Time-Space Identification of Mechanical Impacts and Distributed Random Excitations on Plates and Membranes

The identification of dynamic loads acting on structures is a key aspect of several engineering domains involving structure-borne sound and vibration problems, stress analysis, or even the study of fatigue-induced structural damages. This work is concerned with the reconstruction of localized transient and distributed random excitations on plates and membranes from their measured vibration response. In previous investigations by the authors, the virtual fields method (VFM), an identification approach based on the principle of virtual work, was employed to identify mechanical and acoustic loadings applied to a bending panel. However, vibration data was obtained using scanning laser Doppler vibrometry (LDV), which provides a frequency-resolved measurement of the response from a combination of measurements at discrete points taken at different times.
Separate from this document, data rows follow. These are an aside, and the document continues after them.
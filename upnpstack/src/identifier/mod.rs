//! USN (Unique Service Name) codec.
//!
//! A USN announced over SSDP has one of the following shapes:
//!
//! ```text
//! uuid:<uuid>
//! uuid:<uuid>::upnp:rootdevice
//! uuid:<uuid>::urn:<domain>:<class>:<type>:<version>
//! ```
//!
//! [`get_identifier`] splits it into an [`Identifier`], [`Identifier::build_usn`]
//! goes the other way.

use std::fmt;

/// Suffix used by root devices in their dedicated announcement.
pub const ROOTDEVICE: &str = "upnp:rootdevice";

#[derive(Debug, Clone, Copy, PartialEq, Eq, Hash)]
pub enum IdentifierClass {
    Unknown,
    Rootdevice,
    Device,
    Service,
}

impl IdentifierClass {
    fn from_urn_class(class: &str) -> Self {
        match class.to_ascii_lowercase().as_str() {
            "device" => IdentifierClass::Device,
            "service" => IdentifierClass::Service,
            _ => IdentifierClass::Unknown,
        }
    }

    pub fn as_str(&self) -> &'static str {
        match self {
            IdentifierClass::Unknown => "unknown",
            IdentifierClass::Rootdevice => "rootdevice",
            IdentifierClass::Device => "device",
            IdentifierClass::Service => "service",
        }
    }
}

impl fmt::Display for IdentifierClass {
    fn fmt(&self, f: &mut fmt::Formatter<'_>) -> fmt::Result {
        f.write_str(self.as_str())
    }
}

/// Structured view of a USN.
///
/// `device` is the lookup key shared by every USN of the same device: the
/// UUID lowercased with its hyphens removed. `uuid` keeps the announced form.
#[derive(Debug, Clone, PartialEq, Eq)]
pub struct Identifier {
    pub device: String,
    pub bootid: Option<u32>,
    pub configid: Option<u32>,
    pub uuid: String,
    pub class: IdentifierClass,
    pub usn: String,
    pub urn: Option<String>,
    pub domain: Option<String>,
    pub type_: Option<String>,
    pub version: Option<String>,
}

impl Identifier {
    /// Builds `uuid:<uuid>[::<urn>]`.
    pub fn build_usn(uuid: &str, urn: Option<&str>) -> String {
        let uuid = strip_uuid_prefix(uuid).unwrap_or(uuid);
        match urn {
            Some(urn) if !urn.is_empty() => format!("uuid:{}::{}", uuid, urn),
            _ => format!("uuid:{}", uuid),
        }
    }

    pub fn rootdevice_usn(uuid: &str) -> String {
        Self::build_usn(uuid, Some(ROOTDEVICE))
    }

    /// Parsed `version` field, `None` when absent or not numeric.
    pub fn version_number(&self) -> Option<u32> {
        self.version.as_deref().and_then(|v| v.parse().ok())
    }

    /// `urn:<domain>:<class>:<type>` without the version.
    pub fn unversioned_urn(&self) -> Option<String> {
        match (&self.domain, &self.type_) {
            (Some(domain), Some(type_)) => {
                Some(format!("urn:{}:{}:{}", domain, self.class, type_))
            }
            _ => None,
        }
    }

    pub fn is_rootdevice(&self) -> bool {
        self.class == IdentifierClass::Rootdevice
    }
}

/// Returns the UUID part without its `uuid:` prefix, matched case-insensitively.
fn strip_uuid_prefix(value: &str) -> Option<&str> {
    match value.get(..5) {
        Some(prefix) if prefix.eq_ignore_ascii_case("uuid:") => Some(&value[5..]),
        _ => None,
    }
}

/// Lookup key of a UUID: lowercase, without hyphens.
pub fn device_key(uuid: &str) -> String {
    let uuid = strip_uuid_prefix(uuid).unwrap_or(uuid);
    uuid.chars()
        .filter(|c| *c != '-')
        .flat_map(|c| c.to_lowercase())
        .collect()
}

/// Components of `urn:<domain>:<class>:<type>:<version>`.
#[derive(Debug, Clone, Copy, PartialEq, Eq)]
pub struct UrnParts<'a> {
    pub domain: &'a str,
    pub class: &'a str,
    pub type_: &'a str,
    pub version: &'a str,
}

impl UrnParts<'_> {
    pub fn version_number(&self) -> Option<u32> {
        self.version.parse().ok()
    }
}

pub fn parse_urn(urn: &str) -> Option<UrnParts<'_>> {
    let parts: Vec<&str> = urn.split(':').collect();
    if parts.len() != 5
        || !parts[0].eq_ignore_ascii_case("urn")
        || parts[1..].iter().any(|p| p.is_empty())
    {
        return None;
    }
    Some(UrnParts {
        domain: parts[1],
        class: parts[2],
        type_: parts[3],
        version: parts[4],
    })
}

/// Parses a USN into an [`Identifier`].
///
/// Returns `None` if `usn` does not start with `uuid:` or carries an empty UUID.
/// A suffix that is neither `upnp:rootdevice` nor a well formed
/// `urn:<domain>:<class>:<type>:<version>` leaves the class `Unknown`.
pub fn get_identifier(usn: &str, bootid: Option<u32>, configid: Option<u32>) -> Option<Identifier> {
    let usn = usn.trim();
    let (head, tail) = match usn.split_once("::") {
        Some((head, tail)) => (head, Some(tail)),
        None => (usn, None),
    };

    let uuid = strip_uuid_prefix(head)?;
    if uuid.is_empty() {
        return None;
    }

    let mut identifier = Identifier {
        device: device_key(uuid),
        bootid,
        configid,
        uuid: uuid.to_string(),
        class: IdentifierClass::Unknown,
        usn: usn.to_string(),
        urn: None,
        domain: None,
        type_: None,
        version: None,
    };

    match tail {
        Some(tail) if tail.eq_ignore_ascii_case(ROOTDEVICE) => {
            identifier.class = IdentifierClass::Rootdevice;
        }
        Some(tail) => {
            if let Some(urn) = parse_urn(tail) {
                identifier.urn = Some(tail.to_string());
                identifier.domain = Some(urn.domain.to_string());
                identifier.class = IdentifierClass::from_urn_class(urn.class);
                identifier.type_ = Some(urn.type_.to_string());
                identifier.version = Some(urn.version.to_string());
            }
        }
        None => {}
    }

    Some(identifier)
}

#[cfg(test)]
mod tests {
    use super::*;

    #[test]
    fn test_device_usn() {
        let id = get_identifier(
            "uuid:1234-ABCD::urn:schemas-upnp-org:device:MediaServer:1",
            Some(3),
            Some(7),
        )
        .unwrap();

        assert_eq!(id.uuid, "1234-ABCD");
        assert_eq!(id.device, "1234abcd");
        assert_eq!(id.class, IdentifierClass::Device);
        assert_eq!(id.domain.as_deref(), Some("schemas-upnp-org"));
        assert_eq!(id.type_.as_deref(), Some("MediaServer"));
        assert_eq!(id.version.as_deref(), Some("1"));
        assert_eq!(id.version_number(), Some(1));
        assert_eq!(id.bootid, Some(3));
        assert_eq!(id.configid, Some(7));
        assert_eq!(
            id.unversioned_urn().as_deref(),
            Some("urn:schemas-upnp-org:device:MediaServer")
        );
    }

    #[test]
    fn test_service_usn_round_trip() {
        let usn = Identifier::build_usn(
            "uuid:5678",
            Some("urn:schemas-upnp-org:service:ContentDirectory:2"),
        );
        assert_eq!(usn, "uuid:5678::urn:schemas-upnp-org:service:ContentDirectory:2");

        let id = get_identifier(&usn, None, None).unwrap();
        assert_eq!(id.uuid, "5678");
        assert_eq!(id.class, IdentifierClass::Service);
        assert_eq!(id.type_.as_deref(), Some("ContentDirectory"));
        assert_eq!(id.version.as_deref(), Some("2"));
        assert_eq!(id.usn, usn);
    }

    #[test]
    fn test_rootdevice_usn() {
        let id = get_identifier(&Identifier::rootdevice_usn("abc"), None, None).unwrap();
        assert!(id.is_rootdevice());
        assert!(id.urn.is_none());
    }

    #[test]
    fn test_prefix_is_case_insensitive() {
        let id = get_identifier("UUID:AbC", None, None).unwrap();
        assert_eq!(id.uuid, "AbC");
        assert_eq!(id.device, "abc");
        assert_eq!(id.class, IdentifierClass::Unknown);
    }

    #[test]
    fn test_parse_urn() {
        let urn = parse_urn("urn:schemas-upnp-org:service:AVTransport:3").unwrap();
        assert_eq!(urn.class, "service");
        assert_eq!(urn.version_number(), Some(3));
        assert!(parse_urn("urn:a:b:c").is_none());
        assert!(parse_urn("urn:a::c:1").is_none());
    }

    #[test]
    fn test_malformed_usn() {
        assert!(get_identifier("urn:schemas-upnp-org:device:MediaServer:1", None, None).is_none());
        assert!(get_identifier("uuid:", None, None).is_none());
        assert!(get_identifier("", None, None).is_none());

        let id = get_identifier("uuid:1::urn:bad", None, None).unwrap();
        assert_eq!(id.class, IdentifierClass::Unknown);
        assert!(id.urn.is_none());
    }
}
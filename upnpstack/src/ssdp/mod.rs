//! # Module SSDP - Simple Service Discovery Protocol
//!
//! Construction et analyse des trames HTTP-sur-UDP de SSDP, écoute multicast
//! et émission des annonces.
//!
//! ## Architecture
//!
//! - [`SsdpMessage`] : trame NOTIFY, M-SEARCH ou réponse unicast
//! - [`Announcement`] : annonce d'un USN (alive, update, byebye, résultat de recherche)
//! - [`SsdpTransport`] / [`UdpTransport`] : émission multicast et unicast
//! - [`SsdpListener`] : boucle de réception sur un socket
//! - [`quirks`] : variantes de l'en-tête `SERVER` pour les clients capricieux
//!
//! ## Constantes SSDP
//!
//! - **Multicast IPv4**: 239.255.255.250:1900
//! - **Multicast IPv6**: ff02::c, ff04::c, ff05::c, ff08::c, ff0e::c
//! - **Max-Age**: 1800 secondes par défaut

mod announce;
pub mod errors;
mod listener;
mod message;
pub mod quirks;
mod transport;

use std::net::{Ipv4Addr, Ipv6Addr};

pub use announce::{Announcement, AnnouncementKind};
pub use errors::SsdpError;
pub use listener::{ListenerHandle, SsdpHandler, SsdpListener};
pub use message::{SsdpMessage, StartLine};
pub use transport::{SsdpTransport, UdpTransport};

/// Adresse multicast SSDP
pub const SSDP_MULTICAST_ADDR: Ipv4Addr = Ipv4Addr::new(239, 255, 255, 250);

/// Groupes IPv6 : link, admin, site, organisation et global
pub const SSDP_IPV6_GROUPS: [Ipv6Addr; 5] = [
    Ipv6Addr::new(0xff02, 0, 0, 0, 0, 0, 0, 0xc),
    Ipv6Addr::new(0xff04, 0, 0, 0, 0, 0, 0, 0xc),
    Ipv6Addr::new(0xff05, 0, 0, 0, 0, 0, 0, 0xc),
    Ipv6Addr::new(0xff08, 0, 0, 0, 0, 0, 0, 0xc),
    Ipv6Addr::new(0xff0e, 0, 0, 0, 0, 0, 0, 0xc),
];

/// Port SSDP
pub const SSDP_PORT: u16 = 1900;

/// Durée de validité des annonces (en secondes)
pub const MAX_AGE: u32 = 1800;

/// Attente maximale acceptée pour un M-SEARCH (en secondes)
pub const MX_MAX: u32 = 5;

pub const SSDP_ALL: &str = "ssdp:all";
pub const SSDP_DISCOVER: &str = "\"ssdp:discover\"";
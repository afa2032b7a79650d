//! `CallableService`: exposes the hook bus over SOAP.
//!
//! `CallHook(Hook, JsonArguments) -> JsonResult` calls the named hook with
//! the decoded JSON arguments and returns its result encoded as JSON.

use serde_json::Value;
use tracing::debug;

use crate::hooks::HookBus;
use crate::services::{
    ActionDef, ActionError, ActionResult, HostedService, ScpdError, ServiceBuilder,
    StateVariableDef,
};
use crate::variable_types::{StateValue, StateVarType};

pub const CALLABLE_SERVICE_TYPE: &str = "urn:schemas-upnpstack-org:service:CallableService:1";
pub const CALLABLE_SERVICE_ID: &str = "CallableService";

pub fn callable_service(hooks: HookBus) -> Result<HostedService, ScpdError> {
    ServiceBuilder::new(CALLABLE_SERVICE_TYPE, CALLABLE_SERVICE_ID)
        .variable(StateVariableDef::argument("A_ARG_TYPE_Hook", StateVarType::String))
        .variable(StateVariableDef::argument("A_ARG_TYPE_Json", StateVarType::String).default_value(""))
        .action(
            ActionDef::new("CallHook")
                .input("Hook", "A_ARG_TYPE_Hook")
                .input("JsonArguments", "A_ARG_TYPE_Json")
                .output("JsonResult", "A_ARG_TYPE_Json"),
        )
        .handler("CallHook", move |_, args| {
            let hook = args
                .get("Hook")
                .and_then(StateValue::as_str)
                .ok_or_else(|| ActionError::MissingArgument("Hook".to_string()))?;
            let raw = args
                .get("JsonArguments")
                .and_then(StateValue::as_str)
                .unwrap_or_default();

            let arguments = if raw.trim().is_empty() {
                Value::Null
            } else {
                serde_json::from_str(raw).map_err(|e| ActionError::ArgumentValueInvalid {
                    argument: "JsonArguments".to_string(),
                    reason: e.to_string(),
                })?
            };

            debug!(hook, "calling hook over SOAP");
            let result = hooks.call(hook, arguments).map_err(ActionError::Failed)?;
            let json = serde_json::to_string(&result).map_err(|e| ActionError::failed(e.to_string()))?;
            Ok(ActionResult::Value(StateValue::String(json)))
        })
        .build()
}
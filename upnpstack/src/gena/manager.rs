use std::collections::HashMap;
use std::net::IpAddr;
use std::sync::{Arc, Weak};
use std::time::{Duration, Instant};

use parking_lot::Mutex;
use quick_xml::escape::escape;
use tracing::{debug, info};

use super::subscription::resolve_ips;
use super::{GenaError, Subscription, parse_callbacks};
use crate::http::{HttpClient, HttpRequest};
use crate::tasks::{Runnable, TaskQueue, TimerThread};

/// State change of an evented service.
#[derive(Debug, Clone, PartialEq, Eq)]
pub struct GenaEvent {
    pub usn: String,
    /// `(variable, wire value)` pairs
    pub properties: Vec<(String, String)>,
    pub moderated_interval: Duration,
    pub moderated_delta: u32,
}

impl GenaEvent {
    pub fn new(usn: &str, properties: Vec<(String, String)>) -> Self {
        Self {
            usn: usn.to_string(),
            properties,
            moderated_interval: Duration::ZERO,
            moderated_delta: 0,
        }
    }

    pub fn moderated(mut self, interval: Duration, delta: u32) -> Self {
        self.moderated_interval = interval;
        self.moderated_delta = delta;
        self
    }
}

/// An approved `NOTIFY` for one subscriber.
#[derive(Debug, Clone, PartialEq, Eq)]
pub struct Delivery {
    pub sid: String,
    pub seq: u32,
    pub callbacks: Vec<String>,
    pub body: String,
}

impl Delivery {
    /// Posts the event to each callback in turn until one accepts it.
    pub fn send(&self, http: &dyn HttpClient) -> Result<(), GenaError> {
        let mut last_error = String::from("no callback");
        for callback in &self.callbacks {
            let request = HttpRequest::new("NOTIFY", callback)
                .header("Content-Type", r#"text/xml; charset="utf-8""#)
                .header("NT", "upnp:event")
                .header("NTS", "upnp:propchange")
                .header("SID", &self.sid)
                .header("SEQ", &self.seq.to_string())
                .body(self.body.clone().into_bytes());
            match http.request(request) {
                Ok(response) if response.is_success() => {
                    debug!(sid = %self.sid, seq = self.seq, "event delivered to {}", callback);
                    return Ok(());
                }
                Ok(response) => last_error = format!("{} answered {}", callback, response.status),
                Err(e) => last_error = e.to_string(),
            }
        }
        Err(GenaError::Delivery {
            sid: self.sid.clone(),
            reason: last_error,
        })
    }
}

/// `e:propertyset` body of a GENA `NOTIFY`.
pub fn property_set(properties: &[(String, String)]) -> String {
    let mut body = String::from(
        r#"<?xml version="1.0" encoding="utf-8"?>"#,
    );
    body.push_str(r#"<e:propertyset xmlns:e="urn:schemas-upnp-org:event-1-0">"#);
    for (name, value) in properties {
        body.push_str(&format!(
            "<e:property><{name}>{}</{name}></e:property>",
            escape(value.as_str()),
            name = name
        ));
    }
    body.push_str("</e:propertyset>");
    body
}

#[derive(Default)]
struct GenaState {
    /// usn -> sid -> subscription
    subscriptions: HashMap<String, HashMap<String, Subscription>>,
    timeouts: TaskQueue<(String, String)>,
}

impl GenaState {
    /// Drops a subscription and its timeout entry.
    fn remove(&mut self, usn: &str, sid: &str) -> bool {
        self.timeouts.remove_where(|(u, s)| u == usn && s == sid);
        let Some(subs) = self.subscriptions.get_mut(usn) else {
            return false;
        };
        let removed = subs.remove(sid).is_some();
        if subs.is_empty() {
            self.subscriptions.remove(usn);
        }
        removed
    }
}

/// Subscription registry with its timeout timer.
pub struct Gena {
    state: Mutex<GenaState>,
    timer: Mutex<Option<TimerThread>>,
    default_timeout: u32,
    max_timeout: u32,
}

impl Gena {
    pub fn new(default_timeout: u32, max_timeout: u32) -> Arc<Self> {
        Arc::new(Self {
            state: Mutex::new(GenaState::default()),
            timer: Mutex::new(None),
            default_timeout: default_timeout.max(1),
            max_timeout: max_timeout.max(default_timeout).max(1),
        })
    }

    /// Starts the timeout timer; no-op when already running.
    pub fn start(self: &Arc<Self>) -> std::io::Result<()> {
        let mut timer = self.timer.lock();
        if timer.is_none() {
            let weak: Weak<dyn Runnable> = Arc::downgrade(self) as Weak<dyn Runnable>;
            *timer = Some(TimerThread::start("gena-timer", weak)?);
            info!("✅ GENA manager started");
        }
        Ok(())
    }

    pub fn is_running(&self) -> bool {
        self.timer.lock().is_some()
    }

    /// Stops the timer and forgets every subscription.
    pub fn stop(&self) {
        let timer = self.timer.lock().take();
        if let Some(timer) = timer {
            timer.stop();
            let mut state = self.state.lock();
            state.subscriptions.clear();
            state.timeouts.clear();
            info!("GENA manager stopped");
        }
    }

    fn wake(&self) {
        if let Some(timer) = self.timer.lock().as_ref() {
            timer.wake();
        }
    }

    fn clamp_timeout(&self, timeout: Option<u32>) -> u32 {
        timeout
            .unwrap_or(self.default_timeout)
            .clamp(1, self.max_timeout)
    }

    /// Creates (or replaces) the subscription for the callbacks of `callback_header`.
    ///
    /// Returns the subscription with its granted timeout.
    pub fn register(
        &self,
        usn: &str,
        callback_header: &str,
        timeout: Option<u32>,
        variables: Option<Vec<String>>,
    ) -> Result<Subscription, GenaError> {
        let callbacks = parse_callbacks(callback_header)?;
        let ips = resolve_ips(&callbacks);
        let timeout = self.clamp_timeout(timeout);
        let subscription = Subscription::new(usn, callbacks, ips, timeout, variables);
        let sid = subscription.sid.clone();

        let head = {
            let mut state = self.state.lock();
            state
                .timeouts
                .remove_where(|(u, s)| u == usn && *s == sid);
            state
                .subscriptions
                .entry(usn.to_string())
                .or_default()
                .insert(sid.clone(), subscription.clone());
            state.timeouts.add(
                Instant::now() + Duration::from_secs(timeout as u64),
                (usn.to_string(), sid.clone()),
            )
        };
        if head {
            self.wake();
        }

        info!(usn = %usn, sid = %sid, "subscription registered for {}s", timeout);
        Ok(subscription)
    }

    /// Renews a subscription; returns the granted timeout.
    pub fn reregister(&self, usn: &str, sid: &str, timeout: Option<u32>) -> Result<u32, GenaError> {
        let timeout = self.clamp_timeout(timeout);
        let head = {
            let mut state = self.state.lock();
            let subscription = state
                .subscriptions
                .get_mut(usn)
                .and_then(|subs| subs.get_mut(sid))
                .ok_or_else(|| GenaError::UnknownSubscription(sid.to_string()))?;
            subscription.timeout = timeout;

            state.timeouts.remove_where(|(u, s)| u == usn && s == sid);
            state.timeouts.add(
                Instant::now() + Duration::from_secs(timeout as u64),
                (usn.to_string(), sid.to_string()),
            )
        };
        if head {
            self.wake();
        }
        debug!(usn = %usn, sid = %sid, "subscription renewed for {}s", timeout);
        Ok(timeout)
    }

    pub fn deregister(&self, usn: &str, sid: &str) -> Result<(), GenaError> {
        let removed = self.state.lock().remove(usn, sid);
        if removed {
            info!(usn = %usn, sid = %sid, "subscription removed");
            Ok(())
        } else {
            Err(GenaError::UnknownSubscription(sid.to_string()))
        }
    }

    /// Drops every subscription whose callbacks resolve to `ip`, for one
    /// service (`usn`) or for all of them.
    pub fn cancel(&self, usn: Option<&str>, ip: IpAddr) -> usize {
        let targets: Vec<(String, String)> = {
            let state = self.state.lock();
            state
                .subscriptions
                .iter()
                .filter(|(u, _)| usn.is_none_or(|wanted| wanted == u.as_str()))
                .flat_map(|(u, subs)| {
                    subs.values()
                        .filter(|s| s.ips.contains(&ip))
                        .map(move |s| (u.clone(), s.sid.clone()))
                })
                .collect()
        };
        for (usn, sid) in &targets {
            let _ = self.deregister(usn, sid);
        }
        if !targets.is_empty() {
            debug!("cancelled {} subscriptions of {}", targets.len(), ip);
        }
        targets.len()
    }

    pub fn subscription(&self, usn: &str, sid: &str) -> Option<Subscription> {
        self.state
            .lock()
            .subscriptions
            .get(usn)
            .and_then(|subs| subs.get(sid))
            .cloned()
    }

    pub fn subscription_count(&self) -> usize {
        self.state
            .lock()
            .subscriptions
            .values()
            .map(HashMap::len)
            .sum()
    }

    /// Approves `event` for every subscriber of its service.
    pub fn prepare_deliveries(&self, event: &GenaEvent) -> Vec<Delivery> {
        let touched: Vec<&str> = event.properties.iter().map(|(n, _)| n.as_str()).collect();
        let now = Instant::now();
        let mut state = self.state.lock();
        let Some(subs) = state.subscriptions.get_mut(&event.usn) else {
            return Vec::new();
        };

        let mut deliveries = Vec::new();
        for subscription in subs.values_mut() {
            let Some(seq) = subscription.approve_seq_for_event(
                &touched,
                event.moderated_interval,
                event.moderated_delta,
                now,
            ) else {
                continue;
            };
            let properties: Vec<(String, String)> = match &subscription.variables {
                Some(filter) => event
                    .properties
                    .iter()
                    .filter(|(n, _)| filter.contains(n))
                    .cloned()
                    .collect(),
                None => event.properties.clone(),
            };
            deliveries.push(Delivery {
                sid: subscription.sid.clone(),
                seq,
                callbacks: subscription.callbacks.clone(),
                body: property_set(&properties),
            });
        }
        deliveries
    }

    /// Initial event of a new subscriber, always `SEQ: 0`.
    pub fn initial_delivery(subscription: &Subscription, properties: &[(String, String)]) -> Delivery {
        Delivery {
            sid: subscription.sid.clone(),
            seq: 0,
            callbacks: subscription.callbacks.clone(),
            body: property_set(properties),
        }
    }
}

impl Gena {
    /// Removes the subscription whose timeout is due at `now`, if any, and
    /// returns the next timeout.
    ///
    /// The pop and the removal share one lock: a renewal is either seen
    /// before the pop (and moved the entry) or refused afterwards.
    pub fn expire_due(&self, now: Instant) -> Option<Instant> {
        let mut state = self.state.lock();
        if let Some((usn, sid)) = state.timeouts.pop_due(now) {
            if state.remove(&usn, &sid) {
                info!(usn = %usn, sid = %sid, "subscription expired");
            } else {
                debug!(sid = %sid, "expired subscription was already gone");
            }
        }
        state.timeouts.next_timestamp()
    }
}

impl Runnable for Gena {
    fn run(&self) -> Option<Instant> {
        self.expire_due(Instant::now())
    }
}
This limits the application of the VFM to stationary excitations in both space and frequency, and the acquisition time is generally long to obtain dense spatial measurements. In contrast, the deflectometry technique used here directly provides a full-field measurement of slopes so that no scan operation is required (compared to LDV). With the addition of a high-speed camera, the measurements are resolved in both space and time, enabling the study of non-stationary excitations. Moreover, since the acquisition time is independent of the number of measurement points, high spatial density measurements can be performed in seconds. This paper first reviews the principles of the VFM for non-stationary excitations and the method is extended to membranes. The deflectometry technique is then demonstrated and experimental reconstruction results on an aluminum panel are presented for two different transient mechanical loadings: instrumented impact hammer (single deterministic excitation) and impacting metal marbles (multiple unknown excitations). Finally, the identification of random excitations (diffuse acoustic field and turbulent boundary layer) is considered using a plate and a membrane.